* **Work to be completed**
Scan the entries for lines with the word "pipeline", then copy those lines.

* **Data excerpts**
* * *

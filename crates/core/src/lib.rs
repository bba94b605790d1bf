//! # Plantão Core
//!
//! Core logic for the Plantão clinical-documentation helper:
//!
//! - **Data pipeline**: per-entity JSON source files under `data-src/`
//!   compiled deterministically into consolidated documents under `data/`,
//!   with atomic writes and round-trip splitting.
//! - **Validation**: schema compliance, cross-reference integrity and
//!   compiled/source sync checking, reported as accumulated errors and
//!   warnings.
//! - **Resolution engine**: pure functions turning a selected condition and
//!   the user's toggles into physical-exam text, a conduct list and the home
//!   prescription.
//!
//! **No API concerns**: HTTP servers and CLI entry points live in
//! `api-rest` and `cli`.

pub mod config;
pub mod error;
pub mod model;
pub mod pipeline;
pub mod resolve;
pub mod schema;
pub mod schemas;
pub mod validator;

pub use config::{data_dir_from_env_value, CoreConfig, COMPILED_DIR_NAME, DEFAULT_DATA_DIR, SOURCE_DIR_NAME};
pub use error::{DataError, DataResult};
pub use model::{DataSet, Gender};
pub use pipeline::{CompiledPayload, DataPipeline, DataType};
pub use resolve::{Selections, Session};
pub use plantao_types::{DataId, IdError};
pub use validator::{validate_all, ValidationReport};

* * *

* **Answer for this exercise**
//! - **Data pipeline**: per-entity JSON source files under `data-src/`
pub mod pipeline;
pub use pipeline::{CompiledPayload, DataPipeline, DataType};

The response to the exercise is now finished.